Wednesday, December 2, 2009

Environmental History in the Middle Ages

There was an excellent issue of Jan Oosthoek's Exploring Environmental History podcast. In this podcast Oosthoek, who is a historian himself, mainly interviews other historians on topics of environmental history. This is a very good format for podcast as is also shown by New Books in History (another historian interviewing historians) and Shrink Rap Radio (A psychologist interviewing psychologists). Ample time for a conversation between two professionals, one knowing what he is talking about and the other knowing exactly to ask the right questions.

The absolute best podcast chapters of this kind are where the interviewed party is really excited and brings even more life than usual in the conversation. This was the case with Dolly Jørgensen, when she appeared on the EEH podcast. Oosthoek has her first talk about a cooperation initiative for historians in a network of medievalists, but it gets really good when she begins to talk about her own work.

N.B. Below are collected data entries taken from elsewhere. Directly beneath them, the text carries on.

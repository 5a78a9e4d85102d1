use std::fs;
use std::path::{Path, PathBuf};

use serde::{Deserialize, Serialize};

use crate::aggregate::OutputPaths;
use crate::category::{SentinelRule, UnmatchedPolicy};
use crate::error::{CatalogError, Result};
use crate::loader::MalformedRowPolicy;

const CONFIG_FILE: &str = "catalog.toml";

/// Book id that is always filed under [`DEFAULT_SENTINEL_CATEGORY`]
/// ("Grimms' Fairy Tales" in the Gutenberg export).
pub const DEFAULT_SENTINEL_BOOK_ID: &str = "c218aae0-32dd-47e3-bc7f-ee992e36efaf";
pub const DEFAULT_SENTINEL_CATEGORY: &str = "Children's";
pub const DEFAULT_BUCKET_ID: &str = "uncategorized";
pub const DEFAULT_BUCKET_NAME: &str = "Uncategorized";
pub const DEFAULT_PREVIEW_LIMIT: usize = 10;

/// Default config template with rich comments
const DEFAULT_CONFIG_TEMPLATE: &str = r#"# book-catalog configuration file
# Location: <base-dir>/catalog.toml
# Relative paths are resolved against the base directory.

[paths]
books_csv = "data/books.csv"
categories_csv = "data/categories.csv"
# Input of the legacy positional converter (`book-catalog convert`)
convert_csv = "data/gutenberg_books.csv"
output_dir = "public"
books_json = "books.json"
categorized_json = "categorized_books.json"

[loader]
# What to do with rows that have fewer fields than expected: "skip" or "error"
malformed_rows = "skip"

[categorize]
# This book is filed under `sentinel_category` whatever its own category says
sentinel_book_id = "c218aae0-32dd-47e3-bc7f-ee992e36efaf"
sentinel_category = "Children's"
# Books whose category matches nothing: "drop", "bucket" or "error"
unmatched = "drop"
bucket_id = "uncategorized"
bucket_name = "Uncategorized"

[report]
# How many duplicate / uncategorized books to list in the report
preview_limit = 10
"#;

/// Global configuration
#[derive(Debug, Clone, Serialize, Deserialize, Default)]
pub struct Config {
    #[serde(default)]
    pub paths: PathsConfig,

    #[serde(default)]
    pub loader: LoaderConfig,

    #[serde(default)]
    pub categorize: CategorizeConfig,

    #[serde(default)]
    pub report: ReportConfig,
}

/// Input and output file locations
#[derive(Debug, Clone, Serialize, Deserialize)]
#[serde(default)]
pub struct PathsConfig {
    pub books_csv: PathBuf,
    pub categories_csv: PathBuf,
    pub convert_csv: PathBuf,
    pub output_dir: PathBuf,
    pub books_json: String,
    pub categorized_json: String,
}

impl Default for PathsConfig {
    fn default() -> Self {
        Self {
            books_csv: PathBuf::from("data/books.csv"),
            categories_csv: PathBuf::from("data/categories.csv"),
            convert_csv: PathBuf::from("data/gutenberg_books.csv"),
            output_dir: PathBuf::from("public"),
            books_json: "books.json".to_string(),
            categorized_json: "categorized_books.json".to_string(),
        }
    }
}

#[derive(Debug, Clone, Serialize, Deserialize, Default)]
pub struct LoaderConfig {
    #[serde(default)]
    pub malformed_rows: MalformedRowPolicy,
}

/// Category assignment rules
#[derive(Debug, Clone, Serialize, Deserialize)]
#[serde(default)]
pub struct CategorizeConfig {
    pub sentinel_book_id: String,
    pub sentinel_category: String,
    pub unmatched: UnmatchedPolicy,
    pub bucket_id: String,
    pub bucket_name: String,
}

impl Default for CategorizeConfig {
    fn default() -> Self {
        Self {
            sentinel_book_id: DEFAULT_SENTINEL_BOOK_ID.to_string(),
            sentinel_category: DEFAULT_SENTINEL_CATEGORY.to_string(),
            unmatched: UnmatchedPolicy::default(),
            bucket_id: DEFAULT_BUCKET_ID.to_string(),
            bucket_name: DEFAULT_BUCKET_NAME.to_string(),
        }
    }
}

impl CategorizeConfig {
    pub fn sentinel_rule(&self) -> SentinelRule {
        SentinelRule {
            book_id: self.sentinel_book_id.clone(),
            category_name: self.sentinel_category.clone(),
        }
    }
}

#[derive(Debug, Clone, Serialize, Deserialize)]
pub struct ReportConfig {
    #[serde(default = "default_preview_limit")]
    pub preview_limit: usize,
}

fn default_preview_limit() -> usize {
    DEFAULT_PREVIEW_LIMIT
}

impl Default for ReportConfig {
    fn default() -> Self {
        Self {
            preview_limit: DEFAULT_PREVIEW_LIMIT,
        }
    }
}

impl Config {
    /// Load config from base directory
    pub fn load(base_dir: &Path) -> Result<Self> {
        let path = base_dir.join(CONFIG_FILE);
        if !path.exists() {
            return Ok(Self::default());
        }

        let content = fs::read_to_string(&path)?;
        let config: Config = toml::from_str(&content).map_err(|e| CatalogError::ConfigParse {
            path: path.clone(),
            message: e.to_string(),
        })?;

        Ok(config)
    }

    /// Save config to base directory
    pub fn save(&self, base_dir: &Path) -> Result<()> {
        let path = base_dir.join(CONFIG_FILE);
        fs::create_dir_all(base_dir)?;

        let content = toml::to_string_pretty(self)?;
        fs::write(&path, content)?;
        Ok(())
    }

    /// Get config file path
    pub fn path(base_dir: &Path) -> PathBuf {
        base_dir.join(CONFIG_FILE)
    }

    /// Initialize config with default template (rich comments)
    pub fn init(base_dir: &Path) -> Result<PathBuf> {
        let path = base_dir.join(CONFIG_FILE);
        fs::create_dir_all(base_dir)?;

        if !path.exists() {
            fs::write(&path, DEFAULT_CONFIG_TEMPLATE)?;
        }

        Ok(path)
    }

    /// Get a config value by dot-notation key
    pub fn get(&self, key: &str) -> Option<String> {
        self.list()
            .into_iter()
            .find(|(k, _)| k == key)
            .map(|(_, v)| v)
    }

    /// Set a config value by dot-notation key
    pub fn set(&mut self, key: &str, value: &str) -> Result<()> {
        let invalid = || CatalogError::InvalidConfigValue {
            key: key.to_string(),
            value: value.to_string(),
        };

        match key {
            "paths.books_csv" => self.paths.books_csv = PathBuf::from(value),
            "paths.categories_csv" => self.paths.categories_csv = PathBuf::from(value),
            "paths.convert_csv" => self.paths.convert_csv = PathBuf::from(value),
            "paths.output_dir" => self.paths.output_dir = PathBuf::from(value),
            "paths.books_json" => self.paths.books_json = value.to_string(),
            "paths.categorized_json" => self.paths.categorized_json = value.to_string(),
            "loader.malformed_rows" => {
                self.loader.malformed_rows = value.parse().map_err(|_| invalid())?
            }
            "categorize.sentinel_book_id" => self.categorize.sentinel_book_id = value.to_string(),
            "categorize.sentinel_category" => {
                self.categorize.sentinel_category = value.to_string()
            }
            "categorize.unmatched" => {
                self.categorize.unmatched = value.parse().map_err(|_| invalid())?
            }
            "categorize.bucket_id" => self.categorize.bucket_id = value.to_string(),
            "categorize.bucket_name" => self.categorize.bucket_name = value.to_string(),
            "report.preview_limit" => {
                self.report.preview_limit = value.trim().parse().map_err(|_| invalid())?
            }
            _ => {
                return Err(CatalogError::ConfigKeyNotFound {
                    key: key.to_string(),
                })
            }
        }
        Ok(())
    }

    /// List all config keys with their current values
    pub fn list(&self) -> Vec<(String, String)> {
        vec![
            (
                "paths.books_csv".to_string(),
                self.paths.books_csv.display().to_string(),
            ),
            (
                "paths.categories_csv".to_string(),
                self.paths.categories_csv.display().to_string(),
            ),
            (
                "paths.convert_csv".to_string(),
                self.paths.convert_csv.display().to_string(),
            ),
            (
                "paths.output_dir".to_string(),
                self.paths.output_dir.display().to_string(),
            ),
            ("paths.books_json".to_string(), self.paths.books_json.clone()),
            (
                "paths.categorized_json".to_string(),
                self.paths.categorized_json.clone(),
            ),
            (
                "loader.malformed_rows".to_string(),
                self.loader.malformed_rows.to_string(),
            ),
            (
                "categorize.sentinel_book_id".to_string(),
                self.categorize.sentinel_book_id.clone(),
            ),
            (
                "categorize.sentinel_category".to_string(),
                self.categorize.sentinel_category.clone(),
            ),
            (
                "categorize.unmatched".to_string(),
                self.categorize.unmatched.to_string(),
            ),
            (
                "categorize.bucket_id".to_string(),
                self.categorize.bucket_id.clone(),
            ),
            (
                "categorize.bucket_name".to_string(),
                self.categorize.bucket_name.clone(),
            ),
            (
                "report.preview_limit".to_string(),
                self.report.preview_limit.to_string(),
            ),
        ]
    }

    /// Output file locations, with `output_dir` resolved against `base_dir`
    pub fn output_paths(&self, base_dir: &Path) -> OutputPaths {
        OutputPaths::new(
            resolve(base_dir, &self.paths.output_dir),
            &self.paths.books_json,
            &self.paths.categorized_json,
        )
    }

    pub fn books_csv(&self, base_dir: &Path) -> PathBuf {
        resolve(base_dir, &self.paths.books_csv)
    }

    pub fn categories_csv(&self, base_dir: &Path) -> PathBuf {
        resolve(base_dir, &self.paths.categories_csv)
    }

    pub fn convert_csv(&self, base_dir: &Path) -> PathBuf {
        resolve(base_dir, &self.paths.convert_csv)
    }
}

/// Resolve a possibly relative path against the base directory
pub fn resolve(base_dir: &Path, path: &Path) -> PathBuf {
    if path.is_absolute() {
        path.to_path_buf()
    } else {
        base_dir.join(path)
    }
}
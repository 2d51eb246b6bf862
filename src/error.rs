use thiserror::Error;

#[derive(Error, Debug)]
pub enum SnippetError {
    #[error("I/O error: {0}")]
    Io(#[from] std::io::Error),

    #[error("Failed to parse config: {0}")]
    ConfigParse(#[from] toml::de::Error),

    #[error("Invalid font descriptor '{descriptor}': {reason}")]
    InvalidDescriptor { descriptor: String, reason: String },
}

impl SnippetError {
    pub fn invalid_descriptor(descriptor: impl Into<String>, reason: impl Into<String>) -> Self {
        Self::InvalidDescriptor {
            descriptor: descriptor.into(),
            reason: reason.into(),
        }
    }
}

pub type Result<T> = std::result::Result<T, SnippetError>;

#[cfg(test)]
mod tests {
    use super::*;

    #[test]
    fn test_invalid_descriptor_message() {
        let err = SnippetError::invalid_descriptor("nanum", "missing ':' separator");
        assert_eq!(
            err.to_string(),
            "Invalid font descriptor 'nanum': missing ':' separator"
        );
    }

    #[test]
    fn test_io_error_converts() {
        fn open() -> Result<()> {
            let missing: std::io::Result<()> =
                Err(std::io::Error::new(std::io::ErrorKind::NotFound, "gone"));
            missing?;
            Ok(())
        }
        assert!(matches!(open(), Err(SnippetError::Io(_))));
    }
}
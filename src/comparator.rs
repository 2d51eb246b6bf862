// Pattern 3: Comparators as Values
// Any `Fn(&T, &T) -> Ordering` is a comparator; combinators wrap it without
// allocating.

use std::cmp::Ordering;
use std::marker::PhantomData;

pub trait Comparator<T: ?Sized> {
    fn compare(&self, a: &T, b: &T) -> Ordering;
}

/// Combinators for any comparator. The `Comparator<T>` bound is checked where
/// the combined value is used, so no element type is needed to build one.
pub trait ComparatorExt: Sized {
    /// Inverts this ordering.
    fn reversed(self) -> Reversed<Self> {
        Reversed(self)
    }

    /// Falls back to `next` when this comparator reports `Equal`.
    fn then_comparing<C>(self, next: C) -> ThenComparing<Self, C> {
        ThenComparing { first: self, next }
    }
}

impl<C> ComparatorExt for C {}

impl<T: ?Sized, F> Comparator<T> for F
where
    F: Fn(&T, &T) -> Ordering,
{
    fn compare(&self, a: &T, b: &T) -> Ordering {
        self(a, b)
    }
}

#[derive(Debug, Clone, Copy)]
pub struct Reversed<C>(C);

impl<T: ?Sized, C: Comparator<T>> Comparator<T> for Reversed<C> {
    fn compare(&self, a: &T, b: &T) -> Ordering {
        self.0.compare(a, b).reverse()
    }
}

#[derive(Debug, Clone, Copy)]
pub struct ThenComparing<A, B> {
    first: A,
    next: B,
}

impl<T: ?Sized, A, B> Comparator<T> for ThenComparing<A, B>
where
    A: Comparator<T>,
    B: Comparator<T>,
{
    fn compare(&self, a: &T, b: &T) -> Ordering {
        self.first
            .compare(a, b)
            .then_with(|| self.next.compare(a, b))
    }
}

#[derive(Debug, Clone, Copy, Default)]
pub struct NaturalOrder;

impl<T: Ord + ?Sized> Comparator<T> for NaturalOrder {
    fn compare(&self, a: &T, b: &T) -> Ordering {
        a.cmp(b)
    }
}

pub fn natural_order() -> NaturalOrder {
    NaturalOrder
}

pub fn reverse_order() -> Reversed<NaturalOrder> {
    Reversed(NaturalOrder)
}

#[derive(Debug, Clone, Copy)]
pub struct Comparing<F, K> {
    key: F,
    _key: PhantomData<fn() -> K>,
}

impl<T: ?Sized, K: Ord, F> Comparator<T> for Comparing<F, K>
where
    F: Fn(&T) -> K,
{
    fn compare(&self, a: &T, b: &T) -> Ordering {
        (self.key)(a).cmp(&(self.key)(b))
    }
}

/// Orders values by the key `key` extracts.
pub fn comparing<T: ?Sized, K: Ord, F>(key: F) -> Comparing<F, K>
where
    F: Fn(&T) -> K,
{
    Comparing {
        key,
        _key: PhantomData,
    }
}

/// Stable in-place sort driven by `comparator`.
pub fn sort_with<T, C>(items: &mut [T], comparator: &C)
where
    C: Comparator<T> + ?Sized,
{
    items.sort_by(|a, b| comparator.compare(a, b));
}
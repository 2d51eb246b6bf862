// Flyweight: characters with the same font descriptor share one font.

use std::path::Path;
use std::rc::Rc;

use pattern_snippets::config::DEFAULT_CONFIG_FILE;
use pattern_snippets::flyweight::{Character, FontFactory};
use pattern_snippets::logging::bootstrap;
use tracing::warn;

fn main() {
    let config = bootstrap(Path::new(DEFAULT_CONFIG_FILE));

    let mut factory = FontFactory::new();
    for err in factory.preload(&config.fonts.preload) {
        warn!(error = %err, "skipping font preload");
    }

    // all three characters reuse the same 12pt nanum font
    let c1 = Character::new('a', "bigfanoftim", factory.get_or_create("nanum:12"));
    let c2 = Character::new('b', "bigfanoftim", factory.get_or_create("nanum:12"));
    let c3 = Character::new('c', "bigfanoftim", factory.get_or_create("nanum:12"));

    for c in [&c1, &c2, &c3] {
        println!("{} color={} font={}", c.value(), c.color(), c.font().descriptor());
    }
    println!(
        "shared font: {}",
        Rc::ptr_eq(c1.font(), c2.font()) && Rc::ptr_eq(c2.font(), c3.font())
    );

    let bigger = factory.get_or_create("nanum:14");
    println!("nanum:12 vs nanum:14 shared: {}", Rc::ptr_eq(c1.font(), &bigger));
    println!("cached fonts: {}", factory.len());
}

Jørgensen did research into waste management in medieval cities. You'd expect those cities to be unbelievably dirty, but it turns out they were not. She claims that all modern methods of collecting garbage and financing this with taxes stem from this era. Indeed, I thought that to be a 19th century invention. Medieval cities were kept clean and maintained. Perhaps the truly big, polluted, crowded and unhealthy cities come with the heavy urbanization that started right after the Middle Ages and reached a low point as far as crowdedness and pollution is concerned in the first waves of industrialization.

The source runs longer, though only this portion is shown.